Glioma Metabolism and Hypoxia

Huang Lab Metabolism and Hypoxia

Metabolic reprogramming is an adaptive response critical for the survival and proliferation of cancer cells through the reduction of glucose oxidation (the Warburg effect) and diversion of glycolytic metabolites for the synthesis of macromolecules. The mitochondrial pyruvate carrier (MPC) protein complex, consisting of MPC1 and MPC2, is essential for pyruvate transport into mitochondria. In most human cancers, MPC1 is frequently deleted or down-regulated and, furthermore, the MPC activity is low. The role of MPC in malignant glioma, however, seems more complex, as indicated by our bioinformatics analysis of patient data and experimental data. We hypothesize the cerebral cortex provides a unique microenvironment for tumor cell survival and we are actively testing this hypothesis in order to identify metabolic vulnerabilities of glioma cells that can be used for therapeutic intervention.

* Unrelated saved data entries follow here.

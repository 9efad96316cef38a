//! Durable client-side storage.
//!
//! A small key/value abstraction with browser-`localStorage` semantics: string
//! keys, string values, and an optional byte quota that makes writes fail with
//! [`StorageError::QuotaExceeded`] instead of growing without bound.
//!
//! Two keys are used by the client:
//! - [`CART_KEY`] - the JSON-serialized cart snapshot
//! - [`TOKEN_KEY`] - the session token

mod cart_store;
mod file;
mod memory;

pub use cart_store::CartStore;
pub use file::FileStore;
pub use memory::MemoryStore;

use thiserror::Error;

/// Key holding the persisted cart snapshot.
pub const CART_KEY: &str = "cartItems";

/// Key holding the session token.
pub const TOKEN_KEY: &str = "token";

/// Errors raised by a [`KeyValueStore`].
#[derive(Debug, Error)]
pub enum StorageError {
    /// Writing the value would exceed the store's byte quota.
    #[error("storage quota exceeded writing {key}: need {needed} bytes, quota is {quota}")]
    QuotaExceeded {
        key: String,
        needed: u64,
        quota: u64,
    },

    /// Key contains characters the backend cannot store.
    #[error("invalid storage key: {0:?}")]
    InvalidKey(String),

    /// Underlying I/O failed.
    #[error("storage I/O error on {key}: {source}")]
    Io {
        key: String,
        #[source]
        source: std::io::Error,
    },
}

impl StorageError {
    /// Returns `true` for quota failures.
    #[must_use]
    pub const fn is_quota_exceeded(&self) -> bool {
        matches!(self, Self::QuotaExceeded { .. })
    }
}

/// Synchronous string key/value storage.
///
/// Implementations must be safe to share between tasks.
pub trait KeyValueStore: Send + Sync {
    /// Read a value, `None` if absent.
    ///
    /// # Errors
    ///
    /// Returns an error if the backend cannot be read.
    fn get(&self, key: &str) -> Result<Option<String>, StorageError>;

    /// Write a value, replacing any previous one.
    ///
    /// # Errors
    ///
    /// Returns [`StorageError::QuotaExceeded`] if the write does not fit, or
    /// an I/O error.
    fn set(&self, key: &str, value: &str) -> Result<(), StorageError>;

    /// Delete a value. Removing an absent key is not an error.
    ///
    /// # Errors
    ///
    /// Returns an error if the backend cannot be written.
    fn remove(&self, key: &str) -> Result<(), StorageError>;
}

/// Bytes a key/value pair counts against a quota.
fn entry_size(key: &str, value: &str) -> u64 {
    u64::try_from(key.len() + value.len()).unwrap_or(u64::MAX)
}
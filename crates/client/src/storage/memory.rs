//! In-memory store for tests and ephemeral sessions.

use std::collections::HashMap;
use std::sync::{Mutex, PoisonError};

use super::{KeyValueStore, StorageError, entry_size};

/// A [`KeyValueStore`] backed by a `HashMap`.
#[derive(Debug, Default)]
pub struct MemoryStore {
    entries: Mutex<HashMap<String, String>>,
    quota: Option<u64>,
}

impl MemoryStore {
    /// An unbounded store.
    #[must_use]
    pub fn new() -> Self {
        Self::default()
    }

    /// A store that rejects writes once keys plus values exceed `quota` bytes.
    #[must_use]
    pub fn with_quota(quota: u64) -> Self {
        Self {
            entries: Mutex::default(),
            quota: Some(quota),
        }
    }
}

impl KeyValueStore for MemoryStore {
    fn get(&self, key: &str) -> Result<Option<String>, StorageError> {
        let entries = self.entries.lock().unwrap_or_else(PoisonError::into_inner);
        Ok(entries.get(key).cloned())
    }

    fn set(&self, key: &str, value: &str) -> Result<(), StorageError> {
        let mut entries = self.entries.lock().unwrap_or_else(PoisonError::into_inner);

        if let Some(quota) = self.quota {
            let others: u64 = entries
                .iter()
                .filter(|(k, _)| k.as_str() != key)
                .map(|(k, v)| entry_size(k, v))
                .sum();
            let needed = others.saturating_add(entry_size(key, value));
            if needed > quota {
                return Err(StorageError::QuotaExceeded {
                    key: key.to_string(),
                    needed,
                    quota,
                });
            }
        }

        entries.insert(key.to_string(), value.to_string());
        Ok(())
    }

    fn remove(&self, key: &str) -> Result<(), StorageError> {
        let mut entries = self.entries.lock().unwrap_or_else(PoisonError::into_inner);
        entries.remove(key);
        Ok(())
    }
}
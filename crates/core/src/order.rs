//! Order drafts built from a cart at checkout.

use rust_decimal::Decimal;
use serde::{Deserialize, Serialize};
use thiserror::Error;

use crate::cart::CartSnapshot;
use crate::catalog::{Catalog, CatalogEntry};
use crate::pricing;
use crate::types::{Email, PhoneNumber, SizeLabel};

/// Reasons a cart cannot become an order.
#[derive(Debug, Error, Clone, PartialEq, Eq)]
pub enum OrderDraftError {
    /// No cart line matched a listed product.
    #[error("your cart is empty")]
    EmptyCart,
    /// Items and delivery fee add up to nothing.
    #[error("order total is zero")]
    ZeroTotal,
}

/// Where the order is delivered.
#[derive(Debug, Clone, PartialEq, Eq, Serialize, Deserialize)]
#[serde(rename_all = "camelCase")]
pub struct DeliveryAddress {
    pub first_name: String,
    pub last_name: String,
    pub email: Email,
    pub street: String,
    pub city: String,
    pub state: String,
    pub zipcode: String,
    pub country: String,
    pub phone: PhoneNumber,
}

/// A product snapshot with the chosen size and quantity.
#[derive(Debug, Clone, PartialEq, Eq, Serialize)]
pub struct OrderLine {
    #[serde(flatten)]
    pub product: CatalogEntry,
    pub size: SizeLabel,
    pub quantity: u32,
}

/// Everything the backend needs to place an order, minus the user id.
#[derive(Debug, Clone, PartialEq, Eq, Serialize)]
pub struct OrderDraft {
    pub address: DeliveryAddress,
    pub items: Vec<OrderLine>,
    #[serde(with = "rust_decimal::serde::float")]
    pub amount: Decimal,
}

impl OrderDraft {
    /// Build a draft from the cart.
    ///
    /// One line per `(product, size)` whose product is listed in `catalog`;
    /// unknown products are left out. `amount` is the cart amount plus
    /// `delivery_fee`.
    ///
    /// # Errors
    ///
    /// Returns [`OrderDraftError::EmptyCart`] if no line survives, or
    /// [`OrderDraftError::ZeroTotal`] if the amount is zero.
    pub fn build(
        snapshot: &CartSnapshot,
        catalog: &Catalog,
        address: DeliveryAddress,
        delivery_fee: Decimal,
    ) -> Result<Self, OrderDraftError> {
        let items: Vec<OrderLine> = snapshot
            .lines()
            .filter_map(|line| {
                catalog.get(line.product_id.as_str()).map(|product| OrderLine {
                    product: product.clone(),
                    size: line.size.clone(),
                    quantity: line.quantity,
                })
            })
            .collect();

        if items.is_empty() {
            return Err(OrderDraftError::EmptyCart);
        }

        let amount = pricing::order_total(snapshot, catalog, delivery_fee);
        if amount.is_zero() {
            return Err(OrderDraftError::ZeroTotal);
        }

        Ok(Self {
            address,
            items,
            amount,
        })
    }
}
//! Integration tests for checkout and payment initiation.

#![allow(clippy::unwrap_used)]

use std::sync::Arc;

use bazaar_client::api::{ApiError, CheckoutError, PaymentInitiation, RazorpayPayment};
use bazaar_client::storage::{KeyValueStore, MemoryStore, TOKEN_KEY};
use bazaar_client::{ShopContext, ShopError};
use bazaar_core::{
    DeliveryAddress, OrderDraftError, OrderId, PaymentMethod, ProductId, SizeLabel,
};
use bazaar_integration_tests::{AuthFailure, MockBackend, USER_ID, session_token};
use serde_json::json;

fn address() -> DeliveryAddress {
    serde_json::from_value(json!({
        "firstName": "Asha",
        "lastName": "Rao",
        "email": "asha@example.com",
        "street": "12 MG Road",
        "city": "Pune",
        "state": "Maharashtra",
        "zipcode": "411001",
        "country": "India",
        "phone": "9876543210"
    }))
    .unwrap()
}

/// Signed-in shop with two shirts (499 each) in the cart.
async fn shop_with_cart(backend: &MockBackend) -> ShopContext {
    backend.state().products = vec![
        json!({"_id": "shirt", "name": "Cotton Shirt", "price": 499, "sizes": ["M"]}),
        json!({"_id": "cap", "name": "Cap", "price": 199, "sizes": ["OS"]}),
    ];
    let store = Arc::new(MemoryStore::new());
    store.set(TOKEN_KEY, &session_token()).unwrap();
    let shop = ShopContext::with_store(backend.config(), store).unwrap();
    shop.start().await;

    let shirt = ProductId::parse("shirt").unwrap();
    let size = SizeLabel::parse("M").unwrap();
    shop.cart().update_quantity(&shirt, &size, 2).await;
    shop
}

// =============================================================================
// Payment Method Tests
// =============================================================================

#[tokio::test]
async fn test_cash_on_delivery_places_order_and_clears_cart() {
    let backend = MockBackend::start().await.unwrap();
    let shop = shop_with_cart(&backend).await;

    let result = shop.checkout(address(), PaymentMethod::Cod).await.unwrap();

    assert_eq!(result, PaymentInitiation::Placed);
    assert!(shop.cart().snapshot().is_empty());

    let body = backend.bodies("order/place").pop().unwrap();
    assert_eq!(body["userId"], USER_ID);
    assert_eq!(body["amount"].as_f64(), Some(999.0));
    assert_eq!(body["address"]["firstName"], "Asha");
    assert_eq!(body["items"].as_array().unwrap().len(), 1);
    assert_eq!(body["items"][0]["_id"], "shirt");
    assert_eq!(body["items"][0]["size"], "M");
    assert_eq!(body["items"][0]["quantity"], 2);
}

#[tokio::test]
async fn test_stripe_returns_redirect_and_keeps_cart() {
    let backend = MockBackend::start().await.unwrap();
    let shop = shop_with_cart(&backend).await;

    let result = shop
        .checkout(address(), PaymentMethod::Stripe)
        .await
        .unwrap();

    match result {
        PaymentInitiation::Redirect { session_url } => {
            assert_eq!(session_url.host_str(), Some("checkout.stripe.com"));
        }
        other => panic!("expected redirect, got {other:?}"),
    }
    assert_eq!(shop.cart().item_count(), 2);
}

#[tokio::test]
async fn test_razorpay_order_and_verification() {
    let backend = MockBackend::start().await.unwrap();
    let shop = shop_with_cart(&backend).await;

    let result = shop
        .checkout(address(), PaymentMethod::Razorpay)
        .await
        .unwrap();
    let PaymentInitiation::GatewayOrder(order) = result else {
        panic!("expected gateway order, got {result:?}");
    };
    assert_eq!(order.amount, 99_900);
    assert_eq!(order.currency, "INR");
    assert_eq!(order.receipt, OrderId::parse("order-db-1").unwrap());

    let token = shop.session().token().unwrap();
    let rejected = shop
        .orders()
        .verify_razorpay(
            &RazorpayPayment {
                razorpay_order_id: order.id.clone(),
                razorpay_payment_id: "pay_1".into(),
                razorpay_signature: "forged".into(),
            },
            &order.receipt,
            &token,
        )
        .await
        .unwrap_err();
    assert!(matches!(rejected, CheckoutError::Api(ApiError::Rejected(_))));

    shop.orders()
        .verify_razorpay(
            &RazorpayPayment {
                razorpay_order_id: order.id,
                razorpay_payment_id: "pay_1".into(),
                razorpay_signature: "valid".into(),
            },
            &order.receipt,
            &token,
        )
        .await
        .unwrap();

    let body = backend.bodies("order/verifyRazorpay").pop().unwrap();
    assert_eq!(body["localOrderId"], "order-db-1");
    assert_eq!(body["userId"], USER_ID);
    assert_eq!(body["razorpay_payment_id"], "pay_1");
}

// =============================================================================
// Failure Tests
// =============================================================================

#[tokio::test]
async fn test_empty_cart_is_not_submitted() {
    let backend = MockBackend::start().await.unwrap();
    let shop = shop_with_cart(&backend).await;
    shop.cart().clear().await;

    let err = shop
        .checkout(address(), PaymentMethod::Cod)
        .await
        .unwrap_err();

    assert!(matches!(
        err,
        ShopError::Checkout(CheckoutError::Draft(OrderDraftError::EmptyCart))
    ));
    assert!(backend.bodies("order/place").is_empty());
}

#[tokio::test]
async fn test_rejected_token_at_checkout_signs_out() {
    let backend = MockBackend::start().await.unwrap();
    let shop = shop_with_cart(&backend).await;
    backend.state().auth_failure = AuthFailure::Unauthorized;

    let err = shop
        .checkout(address(), PaymentMethod::Cod)
        .await
        .unwrap_err();

    assert_eq!(err.notice(), "Please sign in to continue");
    assert!(!shop.session().is_authenticated());
    assert_eq!(shop.cart().item_count(), 2, "cart survives a failed checkout");
}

Previous studies from my lab and others have indicated a critical role for hypoxia (low oxygen tension) in malignant progression. We first demonstrated in cell culture models that the hypoxia-inducible factor 1α (HIF-1α), a master regulator of oxygen homeostasis, induces genetic alterations by inhibiting DNA repair. At the molecular level, we identified a novel mechanism that accounts for the hypoxic suppression of DNA repair via the Myc pathway. To demonstrate in vivo effects of HIF-1α on genetic alteration, we are employing mouse genetic models to test our hypothesis that HIF-1α drives glioma progression by inducing genetic alteration.